Here are the calculations :

The reaction : 2H2O 2H2 + O2
Half Reactions:
Reduction at cathode: 2 H+(aq) + 2e−  H2(g)
Oxidation at anode: 2 H2O(l)  O2(g) + 4 H+(aq) + 4e−

1 mole of hydrogen gas will be produced from 1 mole of water ie 18 g of water or 18 cc of water.
Time available for electrolysis = 8 minutes ie 480 seconds
Number of moles of electrons = 2
Charge = 2 x 96,485 C/F = 192,970 C
Current = Charge / Time = 192,970 / 480 = 400 Amperes (approx.)

Considering 70% efficiency, Current required = 570 Amperes
Potential Difference = 1.8V (common to both PEM electrolysis and Alkaline water electrolysis)
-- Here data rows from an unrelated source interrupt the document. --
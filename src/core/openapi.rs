use utoipa::openapi::security::{HttpAuthScheme, HttpBuilder, SecurityScheme};
use utoipa::{Modify, OpenApi};

use crate::features::auth::{dtos as auth_dtos, handlers as auth_handlers};
use crate::features::villa_numbers::{
    dtos as villa_number_dtos, handlers as villa_number_handlers,
};
use crate::features::villas::{dtos as villa_dtos, handlers as villa_handlers};
use crate::shared::types::{ApiResponse, Pagination};

#[derive(OpenApi)]
#[openapi(
    paths(
        // Villas
        villa_handlers::list_villas,
        villa_handlers::get_villa,
        villa_handlers::create_villa,
        villa_handlers::update_villa,
        villa_handlers::patch_villa,
        villa_handlers::delete_villa,
        // Villa numbers
        villa_number_handlers::list_villa_numbers,
        villa_number_handlers::get_villa_number,
        villa_number_handlers::create_villa_number,
        villa_number_handlers::update_villa_number,
        villa_number_handlers::delete_villa_number,
        // Auth
        auth_handlers::login,
        auth_handlers::register,
    ),
    components(
        schemas(
            // Shared
            Pagination,
            // Villas
            villa_dtos::VillaDto,
            villa_dtos::VillaCreateDto,
            villa_dtos::VillaUpdateDto,
            villa_dtos::VillaPatchDto,
            ApiResponse<villa_dtos::VillaDto>,
            ApiResponse<Vec<villa_dtos::VillaDto>>,
            // Villa numbers
            villa_number_dtos::VillaNumberDto,
            villa_number_dtos::VillaNumberCreateDto,
            villa_number_dtos::VillaNumberUpdateDto,
            ApiResponse<villa_number_dtos::VillaNumberDto>,
            ApiResponse<Vec<villa_number_dtos::VillaNumberDto>>,
            // Auth
            auth_dtos::LoginRequestDto,
            auth_dtos::RegisterRequestDto,
            auth_dtos::UserDto,
            auth_dtos::LoginResponseDto,
            ApiResponse<auth_dtos::LoginResponseDto>,
            ApiResponse<auth_dtos::UserDto>,
        )
    ),
    tags(
        (name = "villas", description = "Villa catalogue management"),
        (name = "villa-numbers", description = "Bookable villa units"),
        (name = "auth", description = "User registration and login"),
    ),
    modifiers(&SecurityAddon),
    info(
        title = "VillaRent API",
        version = "0.1.0",
        description = "Villa rental management API",
    )
)]
pub struct ApiDoc;

/// Adds Bearer JWT security scheme to OpenAPI spec
struct SecurityAddon;

impl Modify for SecurityAddon {
    fn modify(&self, openapi: &mut utoipa::openapi::OpenApi) {
        if let Some(components) = openapi.components.as_mut() {
            components.add_security_scheme(
                "bearer_auth",
                SecurityScheme::Http(
                    HttpBuilder::new()
                        .scheme(HttpAuthScheme::Bearer)
                        .bearer_format("JWT")
                        .build(),
                ),
            );
        }
    }
}

/// Modifier to override OpenAPI info from config
pub struct SwaggerInfoModifier {
    pub title: String,
    pub version: String,
    pub description: String,
}

impl Modify for SwaggerInfoModifier {
    fn modify(&self, openapi: &mut utoipa::openapi::OpenApi) {
        openapi.info.title = self.title.clone();
        openapi.info.version = self.version.clone();
        openapi.info.description = Some(self.description.clone());
    }
}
So, Power Required = 1026 Watts ≈ 1 kW (for 8 minutes per mole)

I took reference of this webpage to learn how to calculate it.

However, then I came across this figure on the internet - per mole water splitting requires at least 241.8 kJ of energy Source: The first answer to this question.

So I am a little confused. I guess, this 241KJ energy figure came out because the person might be considering 1.23V potential difference (which is considered ideal), and 100% efficiency. I can't say anything because he has stated, that the values of enthalpy of formation (which he has used) are experimental, but hasn't provided the voltage and neither other conditions for the reaction. He has just used the values of enthalpy of formation and not considered the efficiency of the method in use, in fact, that figure seems to be so general for all methods. As, PEM Electrolysis and Alkaline Water Electrolysis are the most efficient methods and both don't operate on that "ideal" 1.23V potential difference. Also, I think my reasoning is correct because if I redo the calculations considering 1.23V and 100% efficiency, the answer comes out to be the same as his.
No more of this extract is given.